The task: In the data, extract each line that holds the string "BitwiseMut".
· · ·
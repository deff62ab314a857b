use crate::bit::bitwise_for_words as words;
use crate::bit::words::{WORD_BIT_LEN, Word, WordAccessor, bit_len_of, word_count};
use crate::error::{BitfieldError, Result};
use crate::{BitLength, Bitwise, BitwiseMut};
use crate::{delegate_bitwise, delegate_bitwise_body};
use std::fmt;

/// A bit vector with a declared length, packed into 64-bit words.
///
/// The length is independent of the word count: the backing storage is rounded up to
/// whole words and the bits past the declared length (slack bits) always read as `false`
/// and can never be set. Only single-bit access and counting are supported; see
/// [`Bitlist64`](crate::Bitlist64) for set algebra and serialization.
///
/// ```
/// use bitfield::{BitLength, Bitlist, Bitwise, BitwiseMut};
///
/// let mut bits = Bitlist::new(10);
/// bits.set_bit_at(3, true);
/// bits.set_bit_at(12, true); // out of bounds, ignored
/// assert_eq!(bits.bit_len(), 10);
/// assert_eq!(bits.count(), 1);
/// assert!(bits.bit_at(3));
/// ```
#[must_use]
#[derive(Clone, Debug, Default, PartialEq, Eq, Hash)]
pub struct Bitlist {
    bit_length: u64,
    words: Vec<Word>,
}

impl AsRef<[Word]> for Bitlist {
    fn as_ref(&self) -> &[Word] {
        &self.words
    }
}

impl BitLength for Bitlist {
    fn bit_len(&self) -> u64 {
        self.bit_length
    }
}

delegate_bitwise!(Bitlist, words::BitwiseForWords);

// No public `AsMut<[Word]>`: writes go through the bounds check so slack bits stay clear.
impl BitwiseMut for Bitlist {
    #[inline]
    fn set_bit_at(&mut self, index: u64, to: bool) {
        if index < self.bit_length {
            WordAccessor::for_index(index).set_value_of(&mut self.words, to);
        }
    }

    #[inline]
    fn clear_bits(&mut self) {
        self.words.fill(0);
    }
}

impl Bitlist {
    /// Zeroed vector of exactly `bit_length` bits, backed by `ceil(bit_length / 64)` words.
    pub fn new(bit_length: u64) -> Bitlist {
        Bitlist {
            bit_length,
            words: vec![0; word_count(bit_length)],
        }
    }

    /// Wraps `words` as a vector of `words.len() * 64` bits.
    pub fn from_words(words: Vec<Word>) -> Bitlist {
        Bitlist {
            bit_length: bit_len_of(&words),
            words,
        }
    }

    /// Wraps `words` as a vector of `bit_length` bits, checking the storage layout.
    ///
    /// # Errors
    ///
    /// Returns [`BitfieldError::WordCount`] unless there are exactly `ceil(bit_length / 64)`
    /// words, and [`BitfieldError::SlackBitsSet`] if any bit past `bit_length` is set.
    pub fn from_words_with_len(bit_length: u64, words: Vec<Word>) -> Result<Bitlist> {
        let expected = word_count(bit_length);
        if words.len() != expected {
            log::debug!("rejecting {} word(s) for a {bit_length} bit list", words.len());
            return Err(BitfieldError::WordCount {
                bit_len: bit_length,
                expected,
                actual: words.len(),
            });
        }
        let used_bits = bit_length % WORD_BIT_LEN;
        if used_bits != 0 && words.last().is_some_and(|word| word >> used_bits != 0) {
            log::debug!("rejecting bit list with slack bits set past {bit_length}");
            return Err(BitfieldError::SlackBitsSet { bit_len: bit_length });
        }
        Ok(Bitlist { bit_length, words })
    }

    #[must_use]
    pub fn words(&self) -> &[Word] {
        &self.words
    }

    #[must_use]
    pub fn len(&self) -> u64 {
        self.bit_length
    }

    #[must_use]
    pub fn is_empty(&self) -> bool {
        self.bit_length == 0
    }
}

impl fmt::Display for Bitlist {
    fn fmt(&self, formatter: &mut fmt::Formatter<'_>) -> fmt::Result {
        for index in 0..self.bit_length {
            formatter.write_str(if self.bit_at(index) { "1" } else { "0" })?;
        }
        Ok(())
    }
}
· · ·
Answer area:
use crate::{BitLength, Bitwise, BitwiseMut};
/// use bitfield::{BitLength, Bitlist, Bitwise, BitwiseMut};
impl BitwiseMut for Bitlist {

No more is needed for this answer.